Network security can be managed at several levels. At the pod level, network namespaces can prevent containers from seeing other pods or the host system by restricting network access. Network policies give you control over allowing an rejecting connections. You can manage ingress and egress traffic to and from your containerized applications.
OKD uses software-defined networking (SDN) to provide a unified cluster network that enables communication between containers across the cluster.
Network policy mode, by default, makes all pods in a project accessible from other pods and network endpoints. To isolate one or more pods in a project, you can create NetworkPolicy objects in that project to indicate the allowed incoming connections. Using multitenant mode, you can provide project-level isolation for pods and services.

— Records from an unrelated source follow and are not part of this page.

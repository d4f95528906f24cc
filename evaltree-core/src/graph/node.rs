//! Expression Nodes
//!
//! This module defines the node type stored in an [`ExprArena`] and the
//! handle used to address it.
//!
//! [`ExprArena`]: super::ExprArena

use std::collections::hash_map::DefaultHasher;
use std::fmt;
use std::hash::{Hash, Hasher};
use std::sync::Arc;

use smallvec::SmallVec;

use super::ids::{DagId, InstanceId};
use crate::ops::link::{Binding, LinkKind};
use crate::ops::{BinaryOp, MultiOp, Op, UnaryOp};
use crate::value::{Fuzzy, ValueHolder};

/// Handle to a node in an arena.
///
/// Handles are generational: once the node behind a handle has been
/// discarded, the handle no longer resolves, even if the slot was reused.
#[derive(Debug, Clone, Copy, PartialEq, Eq, Hash, PartialOrd, Ord)]
pub struct NodeId {
    index: u32,
    generation: u32,
}

impl NodeId {
    pub(crate) fn new(index: u32, generation: u32) -> Self {
        Self { index, generation }
    }

    pub fn index(self) -> u32 {
        self.index
    }

    pub fn generation(self) -> u32 {
        self.generation
    }
}

impl fmt::Display for NodeId {
    fn fmt(&self, f: &mut fmt::Formatter<'_>) -> fmt::Result {
        write!(f, "{}v{}", self.index, self.generation)
    }
}

/// The structural identity of a node: its kind plus the identity of its
/// children. Children are compared by handle, never by structure, because
/// they are already canonical when the key is taken.
///
/// Content equality and content hashing both come from this one value, so
/// they cannot disagree.
#[derive(Debug, Clone, PartialEq, Eq, Hash)]
pub enum ContentKey {
    Fuzzy(Fuzzy),
    Int(i64),
    Link {
        kind: LinkKind,
        binding: Binding,
        attribute: Arc<str>,
    },
    EmptySource(Binding),
    Unary(UnaryOp, SmallVec<[NodeId; 2]>),
    Binary(BinaryOp, SmallVec<[NodeId; 2]>),
    Multi(MultiOp, SmallVec<[NodeId; 2]>),
}

/// One node of an expression tree or DAG.
#[derive(Debug)]
pub struct ExprNode {
    pub(crate) instance: InstanceId,
    pub(crate) dag: Option<DagId>,
    pub(crate) op: Op,
    pub(crate) children: SmallVec<[NodeId; 2]>,
    pub(crate) parents: SmallVec<[NodeId; 2]>,
    pub(crate) depth: u32,
    pub(crate) value: ValueHolder,
    /// Set while the node sits in its DAG's pending queue.
    pub(crate) queued: bool,
}

impl ExprNode {
    pub(crate) fn new(
        instance: InstanceId,
        op: Op,
        children: SmallVec<[NodeId; 2]>,
        depth: u32,
        value: ValueHolder,
    ) -> Self {
        Self {
            instance,
            dag: None,
            op,
            children,
            parents: SmallVec::new(),
            depth,
            value,
            queued: false,
        }
    }

    pub fn instance_id(&self) -> InstanceId {
        self.instance
    }

    /// The DAG this node is resident in, `None` while unattached.
    pub fn dag_id(&self) -> Option<DagId> {
        self.dag
    }

    pub fn is_resident(&self) -> bool {
        self.dag.is_some()
    }

    pub fn op(&self) -> &Op {
        &self.op
    }

    pub fn children(&self) -> &[NodeId] {
        &self.children
    }

    pub fn child(&self, index: usize) -> Option<NodeId> {
        self.children.get(index).copied()
    }

    /// Nodes reading this node's value. A parent appears once per edge.
    pub fn parents(&self) -> &[NodeId] {
        &self.parents
    }

    /// Longest path to a leaf; 0 for leaves.
    pub fn depth(&self) -> u32 {
        self.depth
    }

    pub fn value(&self) -> &ValueHolder {
        &self.value
    }

    pub fn is_leaf(&self) -> bool {
        self.children.is_empty()
    }

    pub fn content_key(&self) -> ContentKey {
        match &self.op {
            Op::FuzzyConst(f) => ContentKey::Fuzzy(*f),
            Op::IntConst(i) => ContentKey::Int(*i),
            Op::Link(link) => ContentKey::Link {
                kind: link.kind(),
                binding: link.binding(),
                attribute: Arc::from(link.attribute()),
            },
            Op::EmptySource(leaf) => ContentKey::EmptySource(leaf.binding()),
            Op::Unary(op) => ContentKey::Unary(*op, self.children.clone()),
            Op::Binary(op) => ContentKey::Binary(*op, self.children.clone()),
            Op::Multi(op) => ContentKey::Multi(*op, self.children.clone()),
        }
    }

    pub fn content_equals(&self, other: &ExprNode) -> bool {
        self.content_key() == other.content_key()
    }

    pub fn content_hash(&self) -> u64 {
        let mut hasher = DefaultHasher::new();
        self.content_key().hash(&mut hasher);
        hasher.finish()
    }

    /// Human readable label: operator, its arguments, and with `debug` the
    /// instance id and depth.
    pub fn info(&self, debug: bool) -> String {
        let args = self.op.info_arguments();
        let mut label = self.op.name().to_string();
        if !args.is_empty() {
            label.push('(');
            label.push_str(&args);
            label.push(')');
        }
        if debug {
            label.push_str(&format!(" : id={} level={}", self.instance, self.depth));
        }
        label
    }
}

Using network policies, you can isolate pods from each other in the same project. Network policies can deny all network access to a pod, only allow connections for the ingress controller, reject connections from pods in other projects, or set similar rules for how networks behave.
Each running container has only one network interface by default. The Multus CNI plug-in lets you create multiple CNI networks, and then attach any of those networks to your pods. In that way, you can do things like separate private data onto a more restricted network and have multiple network interfaces on each node.
OKD enables you to segment network traffic on a single cluster to make multitenant clusters that isolate users, teams, applications, and environments from non-global resources.
There are many security implications related to how you configure access to your Kubernetes services from outside of your OKD cluster. Besides exposing HTTP and HTTPS routes, ingress routing allows you to set up NodePort or LoadBalancer ingress types. NodePort exposes an application’s service API object from each cluster worker. LoadBalancer lets you assign an external load balancer to an associated service API object in your OKD cluster.
OKD provides the ability to control egress traffic using either a router or firewall method. For example, you can use IP whitelisting to control database access. A cluster administrator can assign one or more egress IP addresses to a project in an OKD SDN network provider. Likewise, a cluster administrator can prevent egress traffic from going outside of an OKD cluster using an egress firewall.
By assigning a fixed egress IP address, you can have all outgoing traffic assigned to that IP address for a particular project. With the egress firewall, you can prevent a pod from connecting to an external network, prevent a pod from connecting to an internal network, or limit a pod’s access to specific internal subnets.